> [Saved data entries]:
--------------------
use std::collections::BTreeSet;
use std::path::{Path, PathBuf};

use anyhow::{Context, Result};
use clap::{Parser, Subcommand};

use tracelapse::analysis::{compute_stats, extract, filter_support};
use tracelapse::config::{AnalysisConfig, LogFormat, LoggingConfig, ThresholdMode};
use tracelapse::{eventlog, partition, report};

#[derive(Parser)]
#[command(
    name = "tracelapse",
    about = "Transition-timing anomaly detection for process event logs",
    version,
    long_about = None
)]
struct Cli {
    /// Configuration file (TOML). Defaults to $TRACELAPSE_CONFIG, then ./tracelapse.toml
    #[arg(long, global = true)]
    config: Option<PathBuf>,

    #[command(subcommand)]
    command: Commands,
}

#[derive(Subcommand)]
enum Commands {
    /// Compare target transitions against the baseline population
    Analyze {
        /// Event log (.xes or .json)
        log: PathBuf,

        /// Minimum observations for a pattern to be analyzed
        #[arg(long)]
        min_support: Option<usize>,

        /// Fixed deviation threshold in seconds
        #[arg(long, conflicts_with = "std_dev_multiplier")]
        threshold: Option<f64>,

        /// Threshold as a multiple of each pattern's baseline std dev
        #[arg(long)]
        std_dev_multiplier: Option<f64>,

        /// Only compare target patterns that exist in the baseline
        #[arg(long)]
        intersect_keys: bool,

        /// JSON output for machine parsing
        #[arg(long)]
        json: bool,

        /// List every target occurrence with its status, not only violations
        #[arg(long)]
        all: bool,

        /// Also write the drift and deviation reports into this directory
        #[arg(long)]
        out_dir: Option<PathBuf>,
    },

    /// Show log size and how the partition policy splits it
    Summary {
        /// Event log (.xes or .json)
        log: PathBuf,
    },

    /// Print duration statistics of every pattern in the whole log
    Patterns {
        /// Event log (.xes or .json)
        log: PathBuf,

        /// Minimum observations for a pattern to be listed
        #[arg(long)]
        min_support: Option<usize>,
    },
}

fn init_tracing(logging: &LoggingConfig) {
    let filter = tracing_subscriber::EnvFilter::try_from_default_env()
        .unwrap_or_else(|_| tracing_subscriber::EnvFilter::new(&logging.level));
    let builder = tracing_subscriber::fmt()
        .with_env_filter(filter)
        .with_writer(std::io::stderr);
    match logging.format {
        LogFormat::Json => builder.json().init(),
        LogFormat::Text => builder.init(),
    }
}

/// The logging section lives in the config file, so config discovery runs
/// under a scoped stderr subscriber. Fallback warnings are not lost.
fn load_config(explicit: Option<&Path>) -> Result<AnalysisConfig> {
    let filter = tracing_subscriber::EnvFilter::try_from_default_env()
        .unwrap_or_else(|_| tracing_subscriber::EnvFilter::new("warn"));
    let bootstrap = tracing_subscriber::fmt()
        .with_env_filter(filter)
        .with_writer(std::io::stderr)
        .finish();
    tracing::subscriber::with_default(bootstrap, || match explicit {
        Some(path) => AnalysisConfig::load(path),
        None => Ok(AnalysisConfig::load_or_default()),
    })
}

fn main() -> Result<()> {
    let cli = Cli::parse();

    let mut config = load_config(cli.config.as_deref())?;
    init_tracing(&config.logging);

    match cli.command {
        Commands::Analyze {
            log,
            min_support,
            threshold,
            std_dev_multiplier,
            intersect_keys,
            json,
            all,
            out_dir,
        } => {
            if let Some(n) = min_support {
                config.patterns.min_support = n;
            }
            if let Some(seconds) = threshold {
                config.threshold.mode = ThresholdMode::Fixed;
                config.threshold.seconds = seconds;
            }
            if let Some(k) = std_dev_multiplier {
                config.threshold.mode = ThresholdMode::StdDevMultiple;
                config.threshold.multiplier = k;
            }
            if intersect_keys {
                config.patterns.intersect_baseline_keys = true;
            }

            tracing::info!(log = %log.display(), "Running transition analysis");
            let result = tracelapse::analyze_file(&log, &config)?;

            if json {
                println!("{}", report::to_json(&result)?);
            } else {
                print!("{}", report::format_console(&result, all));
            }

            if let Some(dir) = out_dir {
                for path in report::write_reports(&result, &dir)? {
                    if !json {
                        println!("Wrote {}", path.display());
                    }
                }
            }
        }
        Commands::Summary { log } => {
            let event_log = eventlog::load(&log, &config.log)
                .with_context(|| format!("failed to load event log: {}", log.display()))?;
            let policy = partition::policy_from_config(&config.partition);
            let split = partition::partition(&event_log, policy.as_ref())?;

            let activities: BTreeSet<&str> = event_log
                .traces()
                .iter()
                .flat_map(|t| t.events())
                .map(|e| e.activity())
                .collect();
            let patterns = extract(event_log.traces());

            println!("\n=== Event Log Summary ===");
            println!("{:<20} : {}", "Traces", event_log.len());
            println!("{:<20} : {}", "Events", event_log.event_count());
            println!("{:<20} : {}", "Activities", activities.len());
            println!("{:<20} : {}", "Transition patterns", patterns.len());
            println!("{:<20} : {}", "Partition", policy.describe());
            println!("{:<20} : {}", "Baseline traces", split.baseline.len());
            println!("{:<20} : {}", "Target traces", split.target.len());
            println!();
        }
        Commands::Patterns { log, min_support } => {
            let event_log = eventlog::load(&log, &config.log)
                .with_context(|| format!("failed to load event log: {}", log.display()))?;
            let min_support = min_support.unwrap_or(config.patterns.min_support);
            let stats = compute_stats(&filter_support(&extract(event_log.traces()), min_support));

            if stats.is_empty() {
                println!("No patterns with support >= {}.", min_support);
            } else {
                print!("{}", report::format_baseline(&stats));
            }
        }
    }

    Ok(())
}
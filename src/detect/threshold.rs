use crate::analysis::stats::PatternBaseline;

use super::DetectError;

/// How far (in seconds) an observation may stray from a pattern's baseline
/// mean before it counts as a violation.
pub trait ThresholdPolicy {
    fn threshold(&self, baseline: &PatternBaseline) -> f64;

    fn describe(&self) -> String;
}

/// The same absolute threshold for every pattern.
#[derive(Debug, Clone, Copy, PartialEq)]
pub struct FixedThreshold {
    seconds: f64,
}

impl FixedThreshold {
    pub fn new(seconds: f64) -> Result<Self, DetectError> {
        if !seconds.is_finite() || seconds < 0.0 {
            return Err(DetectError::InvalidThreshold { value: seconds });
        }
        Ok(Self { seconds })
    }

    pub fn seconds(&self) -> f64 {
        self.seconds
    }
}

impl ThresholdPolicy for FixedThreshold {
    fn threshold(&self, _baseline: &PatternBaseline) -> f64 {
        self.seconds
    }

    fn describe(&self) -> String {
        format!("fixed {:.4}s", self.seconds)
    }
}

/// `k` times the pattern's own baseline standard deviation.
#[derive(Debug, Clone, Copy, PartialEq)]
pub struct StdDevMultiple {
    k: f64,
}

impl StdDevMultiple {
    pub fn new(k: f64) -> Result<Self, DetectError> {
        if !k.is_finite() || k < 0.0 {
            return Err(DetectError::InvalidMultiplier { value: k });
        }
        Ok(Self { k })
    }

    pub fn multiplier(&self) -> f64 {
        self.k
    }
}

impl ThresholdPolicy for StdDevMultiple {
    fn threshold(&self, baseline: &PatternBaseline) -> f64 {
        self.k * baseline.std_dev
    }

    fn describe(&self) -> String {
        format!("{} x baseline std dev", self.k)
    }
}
--------------------
> [Directions]:
All lines above in which the word "observations" occurs should be identified and copied.

> [Your solution]:
        /// Minimum observations for a pattern to be analyzed
        /// Minimum observations for a pattern to be listed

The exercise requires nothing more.